Oct 31, 2011
We live in a lightning-fast information world, with hand-held digital gadgets that bring us e-mails, headlines, phone calls, tweets, posts and a world of information through the internet. We say we are “connected” and the world is a “global village” yet so many of us feel alienated and alone. What is missing in our lives is not so much a sense of connection as an experience of communion. We share thoughts in 140 characters or less on Twitter, and join groups on Facebook, but how deep and personal is our interaction with others?
This week, the Church gives us an opportunity to reach outside the confines of our gadgets and distractions and enter a larger world that has existed long before the internet and e-mail came along.
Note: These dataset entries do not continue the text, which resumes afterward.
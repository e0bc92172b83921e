//! Core data model: geocoding candidates, persisted entries, and the dataset.

use std::collections::BTreeMap;

use chrono::{DateTime, Utc};
use serde::{Deserialize, Serialize};

/// An unconfirmed location match returned by a geocoding provider.
///
/// Candidates are ephemeral: they live for one query-response cycle and are
/// discarded when the query changes or a candidate is confirmed.
#[derive(Debug, Clone, PartialEq)]
pub struct LocationCandidate {
    /// Provider-formatted place name (e.g. "Austin, Texas, USA").
    pub display_name: String,
    /// Latitude in degrees, -90..=90.
    pub latitude: f64,
    /// Longitude in degrees, -180..=180.
    pub longitude: f64,
    /// Country name; empty when the provider did not return one.
    pub country: String,
}

impl LocationCandidate {
    /// Whether the candidate's coordinates are finite and within valid
    /// geographic ranges.
    pub fn has_valid_coordinates(&self) -> bool {
        coordinates_in_range(self.latitude, self.longitude)
    }
}

/// A confirmed, persisted submission.
///
/// Entries are immutable after creation; there is no update or delete path.
/// Field order is the canonical CSV column order and must not change, so the
/// backing file stays readable by external consumers and archived snapshots.
#[derive(Debug, Clone, PartialEq, Serialize, Deserialize)]
pub struct Entry {
    /// Unique id, generated once at creation (UUID v4).
    pub id: String,
    /// Contributor name, or the "Anonymous" sentinel.
    pub username: String,
    /// Display name of the confirmed location.
    pub city: String,
    /// Country name; may be empty.
    pub country: String,
    /// Latitude in degrees.
    pub latitude: f64,
    /// Longitude in degrees.
    pub longitude: f64,
    /// Derived continent; empty placeholder when unknown.
    pub continent: String,
    /// Derived UN region; empty placeholder when unknown.
    pub un_region: String,
    /// Creation timestamp (UTC), immutable.
    pub created_at: DateTime<Utc>,
}

impl Entry {
    /// Whether the entry's coordinates are finite and within valid ranges.
    ///
    /// Out-of-range rows are filtered at read/render boundaries rather than
    /// rejected outright: the backing file can be edited externally, and a
    /// bad row must never block rendering the rest.
    pub fn has_valid_coordinates(&self) -> bool {
        coordinates_in_range(self.latitude, self.longitude)
    }
}

/// Returns true when `latitude`/`longitude` are finite and inside the valid
/// geographic ranges (-90..=90 / -180..=180).
pub fn coordinates_in_range(latitude: f64, longitude: f64) -> bool {
    latitude.is_finite()
        && longitude.is_finite()
        && (-90.0..=90.0).contains(&latitude)
        && (-180.0..=180.0).contains(&longitude)
}

/// Content fingerprint of a dataset: row count plus a coordinate checksum.
///
/// Used as the render-cache key. Any append changes the row count; any
/// coordinate edit changes the checksum. Comparing fingerprints is how the
/// map layer decides whether a cached view is still current.
#[derive(Debug, Clone, Copy, PartialEq, Eq)]
pub struct DatasetFingerprint {
    /// Number of rows in the dataset.
    pub rows: usize,
    /// Wrapping sum of all coordinates scaled to micro-degrees.
    pub coord_checksum: i64,
}

/// The ordered collection of all entries.
///
/// Insertion order is preserved incidentally but carries no semantics. There
/// is no secondary index; every read loads the full set.
#[derive(Debug, Clone, Default, PartialEq)]
pub struct EntryDataset {
    entries: Vec<Entry>,
}

impl EntryDataset {
    /// Creates an empty dataset.
    pub fn new() -> Self {
        Self::default()
    }

    /// Wraps an existing list of entries.
    pub fn from_entries(entries: Vec<Entry>) -> Self {
        Self { entries }
    }

    /// Number of entries, including rows with invalid coordinates.
    pub fn len(&self) -> usize {
        self.entries.len()
    }

    /// Whether the dataset holds no entries.
    pub fn is_empty(&self) -> bool {
        self.entries.is_empty()
    }

    /// All entries in insertion order.
    pub fn entries(&self) -> &[Entry] {
        &self.entries
    }

    /// Appends an entry, preserving insertion order.
    pub fn push(&mut self, entry: Entry) {
        self.entries.push(entry);
    }

    /// Entries whose coordinates are finite and in range.
    pub fn valid_entries(&self) -> impl Iterator<Item = &Entry> {
        self.entries.iter().filter(|e| e.has_valid_coordinates())
    }

    /// Entry counts grouped by continent, largest groups first (ties broken
    /// alphabetically). Rows with no derived continent group as "Unknown".
    pub fn continent_counts(&self) -> Vec<(String, usize)> {
        Self::tally(self.entries.iter().map(|e| e.continent.as_str()))
    }

    /// Entry counts grouped by country, largest groups first (ties broken
    /// alphabetically). Rows without a country group as "Unknown".
    pub fn country_counts(&self) -> Vec<(String, usize)> {
        Self::tally(self.entries.iter().map(|e| e.country.as_str()))
    }

    fn tally<'a>(keys: impl Iterator<Item = &'a str>) -> Vec<(String, usize)> {
        let mut counts: BTreeMap<&str, usize> = BTreeMap::new();
        for key in keys {
            let key = if key.is_empty() { "Unknown" } else { key };
            *counts.entry(key).or_default() += 1;
        }
        let mut groups: Vec<(String, usize)> = counts
            .into_iter()
            .map(|(name, count)| (name.to_string(), count))
            .collect();
        groups.sort_by(|a, b| b.1.cmp(&a.1).then_with(|| a.0.cmp(&b.0)));
        groups
    }

    /// Computes the content fingerprint over all rows.
    ///
    /// Non-finite coordinates contribute zero so that a coerced-to-NaN row
    /// still participates in the row count without poisoning the checksum.
    pub fn fingerprint(&self) -> DatasetFingerprint {
        let mut checksum: i64 = 0;
        for entry in &self.entries {
            for coord in [entry.latitude, entry.longitude] {
                if coord.is_finite() {
                    checksum = checksum.wrapping_add((coord * 1_000_000.0).round() as i64);
                }
            }
        }
        DatasetFingerprint {
            rows: self.entries.len(),
            coord_checksum: checksum,
        }
    }
}
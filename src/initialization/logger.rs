//! Logger initialization.

use std::io::Write;

use colored::*;
use log::LevelFilter;

use crate::config::LogFormat;
use crate::error_handling::InitializationError;

/// Initializes the logger with the specified level and format.
///
/// Configures `env_logger` with custom formatting. The logger reads
/// `RUST_LOG` first, then applies the CLI-provided level on top, so
/// `RUST_LOG=debug` works for quick debugging while `--log-level` keeps
/// explicit control.
///
/// # Errors
///
/// Returns `InitializationError::LoggerError` if logger setup fails.
pub fn init_logger_with(level: LevelFilter, format: LogFormat) -> Result<(), InitializationError> {
    colored::control::set_override(true);

    let mut builder = env_logger::Builder::from_default_env();

    builder.filter_level(level);
    builder.filter_module("reqwest", LevelFilter::Info);
    builder.filter_module("hyper", LevelFilter::Info);
    builder.filter_module("city_map", level);

    match format {
        LogFormat::Json => {
            builder.format(|buf, record| {
                writeln!(
                    buf,
                    "{{\"ts\":{},\"level\":\"{}\",\"target\":\"{}\",\"msg\":{}}}",
                    chrono::Utc::now().timestamp_millis(),
                    record.level(),
                    record.target(),
                    serde_json::to_string(&record.args().to_string())
                        .unwrap_or_else(|_| "\"\"".into())
                )
            });
        }
        LogFormat::Plain => {
            builder.format(|buf, record| {
                let level = record.level();
                let colored_level = match level {
                    log::Level::Error => level.to_string().red(),
                    log::Level::Warn => level.to_string().yellow(),
                    log::Level::Info => level.to_string().green(),
                    log::Level::Debug => level.to_string().blue(),
                    log::Level::Trace => level.to_string().purple(),
                };

                writeln!(
                    buf,
                    "{} [{}] {}",
                    record.target().cyan(),
                    colored_level,
                    record.args()
                )
            });
        }
    }

    // try_init() so tests that initialize the logger twice don't panic
    builder.try_init().map_err(InitializationError::from)?;

    Ok(())
}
We are invited in the next two days to contemplate our place in the Communion of Saints as we observe All Saints Day and All Souls Day.
On Nov. 1 we celebrate with the souls in heaven, who are present at the eternal banquet of God, with the glorified Christ as their head and the Blessed Mother (body and soul) as their model. Where they are, we hope and strive to be, with the grace of God and the guidance and sacraments of the Church. On Nov. 2, we remember and pray for the holy souls in Purgatory, who have won the victor’s crown yet need to be prepared and purified before entering the glory of heaven.
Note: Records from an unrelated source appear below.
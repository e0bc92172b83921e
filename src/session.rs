//! Per-session candidate selection state.
//!
//! One [`SessionState`] exists per UI session; it is owned by the caller,
//! never a process-wide singleton, so concurrent sessions cannot interfere.
//! It tracks exactly one query-response cycle: the last issued query, its
//! outcome, and which candidate (if any) the user confirmed.

use crate::config::ANONYMOUS_USERNAME;
use crate::error_handling::{InfoType, SubmissionStats};
use crate::geocode::{GeocodeOutcome, Geocoder};
use crate::models::LocationCandidate;

/// A submission-ready record: a username plus a confirmed candidate.
#[derive(Debug, Clone, PartialEq)]
pub struct Submission {
    /// Contributor name (already resolved against the username policy).
    pub username: String,
    /// The confirmed location candidate.
    pub candidate: LocationCandidate,
}

/// Session-scoped selection state.
#[derive(Default)]
pub struct SessionState {
    username: String,
    last_query: Option<String>,
    last_outcome: Option<GeocodeOutcome>,
    selected: Option<usize>,
}

impl SessionState {
    /// Creates an empty session.
    pub fn new() -> Self {
        Self::default()
    }

    /// Records what the user typed into the name field.
    pub fn set_username(&mut self, username: &str) {
        self.username = username.to_string();
    }

    /// The candidates from the last query, if any.
    pub fn candidates(&self) -> &[LocationCandidate] {
        self.last_outcome
            .as_ref()
            .map(|o| o.candidates())
            .unwrap_or(&[])
    }

    /// The outcome of the last query, if one was issued.
    pub fn last_outcome(&self) -> Option<&GeocodeOutcome> {
        self.last_outcome.as_ref()
    }

    /// Whether `query` differs from the last issued query and therefore
    /// needs a fresh gateway call. Redraws with unchanged text are served
    /// from session state.
    pub fn needs_refresh(&self, query: &str) -> bool {
        self.last_query.as_deref() != Some(query.trim())
    }

    /// Stores a query's outcome, discarding the previous candidate list and
    /// any selection made against it.
    pub fn apply_outcome(&mut self, query: &str, outcome: GeocodeOutcome) {
        self.last_query = Some(query.trim().to_string());
        self.last_outcome = Some(outcome);
        self.selected = None;
    }

    /// Refreshes the candidate list for `query`, calling the gateway only
    /// when the query text changed. Returns the current outcome.
    pub async fn refresh(
        &mut self,
        geocoder: &Geocoder,
        query: &str,
        limit: usize,
        stats: &SubmissionStats,
    ) -> &GeocodeOutcome {
        if self.needs_refresh(query) {
            let outcome = geocoder.resolve(query, limit).await;
            self.apply_outcome(query, outcome);
        } else {
            stats.increment_info(InfoType::QueryServedFromSession);
            log::debug!("Serving candidates for \"{}\" from session state", query.trim());
        }
        // An outcome always exists after apply_outcome; the unreachable arm
        // covers the needs_refresh==false, never-queried case.
        self.last_outcome
            .get_or_insert(GeocodeOutcome::NotAttempted)
    }

    /// Confirms the candidate whose display name matches `display_name`
    /// exactly. Display names within one response are unique (the gateway
    /// de-duplicates them); if a tie slips through, the first match wins.
    pub fn select(&mut self, display_name: &str) -> Option<&LocationCandidate> {
        let index = self
            .candidates()
            .iter()
            .position(|c| c.display_name == display_name)?;
        self.selected = Some(index);
        self.candidates().get(index)
    }

    /// Confirms the candidate at `index` in the current list.
    pub fn select_index(&mut self, index: usize) -> Option<&LocationCandidate> {
        if index >= self.candidates().len() {
            return None;
        }
        self.selected = Some(index);
        self.candidates().get(index)
    }

    /// The confirmed candidate, if any.
    pub fn selected(&self) -> Option<&LocationCandidate> {
        self.selected.and_then(|i| self.candidates().get(i))
    }

    /// Produces a submission-ready record, or `None` when the submit action
    /// should stay disabled.
    ///
    /// Requires a confirmed candidate. With `require_username` set, a blank
    /// username also disables submission; otherwise it becomes the
    /// "Anonymous" sentinel.
    pub fn submission(&self, require_username: bool) -> Option<Submission> {
        let candidate = self.selected()?.clone();
        let trimmed = self.username.trim();
        let username = if trimmed.is_empty() {
            if require_username {
                return None;
            }
            ANONYMOUS_USERNAME.to_string()
        } else {
            trimmed.to_string()
        };
        Some(Submission {
            username,
            candidate,
        })
    }
}
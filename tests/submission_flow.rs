//! End-to-end submission flow over the local backend: confirm a candidate,
//! persist the entry, reload, and materialize the map.

use chrono::{Duration, Utc};
use city_map::map::MapRenderer;
use city_map::models::{Entry, LocationCandidate};
use city_map::store::LocalCsvStore;
use city_map::{submit_entry, EntryStore, Submission, SubmissionStats, SubmitError};

fn austin_candidate() -> LocationCandidate {
    LocationCandidate {
        display_name: "Austin, Texas, USA".to_string(),
        latitude: 30.27,
        longitude: -97.74,
        country: "USA".to_string(),
    }
}

fn local_store(dir: &tempfile::TempDir) -> EntryStore {
    EntryStore::Local(LocalCsvStore::new(dir.path().join("entries.csv")))
}

#[tokio::test]
async fn submit_load_render_round_trip() {
    let dir = tempfile::tempdir().unwrap();
    let store = local_store(&dir);
    let stats = SubmissionStats::new();

    let submission = Submission {
        username: "Bo".to_string(),
        candidate: austin_candidate(),
    };
    let report = submit_entry(&store, submission, 24, &stats).await.unwrap();
    assert_eq!(report.total_entries, 1);
    assert_eq!(report.entry.username, "Bo");
    assert_eq!(report.entry.city, "Austin, Texas, USA");
    // Regional classification is derived at submit time
    assert_eq!(report.entry.continent, "America");
    assert_eq!(report.entry.un_region, "Northern America");

    let dataset = store.load().await.unwrap();
    let mut renderer = MapRenderer::new();
    let view = renderer.render(&dataset);
    assert_eq!(view.marker_count(), 1);
    let marker = &view.clusters[0].markers[0];
    assert_eq!(marker.latitude, 30.27);
    assert_eq!(marker.longitude, -97.74);
    assert!(marker.label.contains("Bo"));
    assert!(view.bounds.is_some());
}

#[tokio::test]
async fn duplicate_within_window_is_rejected() {
    let dir = tempfile::tempdir().unwrap();
    let store = local_store(&dir);
    let stats = SubmissionStats::new();

    let submission = Submission {
        username: "Bo".to_string(),
        candidate: austin_candidate(),
    };
    submit_entry(&store, submission.clone(), 24, &stats).await.unwrap();

    let result = submit_entry(&store, submission, 24, &stats).await;
    assert!(matches!(result, Err(SubmitError::Duplicate { .. })));
    // The rejected submission did not write a row
    assert_eq!(store.load().await.unwrap().len(), 1);
}

#[tokio::test]
async fn old_precedent_outside_window_is_accepted() {
    let dir = tempfile::tempdir().unwrap();
    let store = local_store(&dir);
    let stats = SubmissionStats::new();

    // Seed an identical triple created 25 hours ago, directly at the store
    // layer so its timestamp survives
    let old = Entry {
        id: uuid::Uuid::new_v4().to_string(),
        username: "Bo".to_string(),
        city: "Austin, Texas, USA".to_string(),
        country: "USA".to_string(),
        latitude: 30.27,
        longitude: -97.74,
        continent: "America".to_string(),
        un_region: "Northern America".to_string(),
        created_at: Utc::now() - Duration::hours(25),
    };
    store.append(old).await.unwrap();

    let submission = Submission {
        username: "Bo".to_string(),
        candidate: austin_candidate(),
    };
    let report = submit_entry(&store, submission, 24, &stats).await.unwrap();
    assert_eq!(report.total_entries, 2);
}

#[tokio::test]
async fn out_of_range_coordinates_are_rejected() {
    let dir = tempfile::tempdir().unwrap();
    let store = local_store(&dir);
    let stats = SubmissionStats::new();

    let submission = Submission {
        username: "Bo".to_string(),
        candidate: LocationCandidate {
            display_name: "Nowhere".to_string(),
            latitude: 200.0,
            longitude: 0.0,
            country: String::new(),
        },
    };
    let result = submit_entry(&store, submission, 24, &stats).await;
    assert!(matches!(result, Err(SubmitError::InvalidCoordinates { .. })));
}

#[tokio::test]
async fn hand_edited_bad_row_never_blocks_rendering() {
    let dir = tempfile::tempdir().unwrap();
    let path = dir.path().join("entries.csv");
    let store = EntryStore::Local(LocalCsvStore::new(&path));
    let stats = SubmissionStats::new();

    let submission = Submission {
        username: "Bo".to_string(),
        candidate: austin_candidate(),
    };
    submit_entry(&store, submission, 24, &stats).await.unwrap();

    // Someone edits the shared file by hand and breaks a coordinate
    let mut content = std::fs::read_to_string(&path).unwrap();
    content.push_str("bad-id,Eve,Atlantis,,200.0,0.0,,,2026-01-01T00:00:00+00:00\n");
    std::fs::write(&path, content).unwrap();

    let dataset = store.load().await.unwrap();
    assert_eq!(dataset.len(), 2);

    let mut renderer = MapRenderer::new();
    let view = renderer.render(&dataset);
    assert_eq!(view.marker_count(), 1);
}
Yes, the Church still teaches about Purgatory. Though many a funeral Mass these days sounds more like a rite of canonization, not everyone – and probably very few of us – will go straight to heaven. For me, Cardinal Newman had the best insight into the need for Purgatory. It is not so much a punishment for being bad as a preparation for being glorified, because if God let us into heaven when our hearts and souls were still tinged by the effects of sin, we would not be fully happy in his presence. Purgatory is a place of growing the soul to the fullest dimensions of love.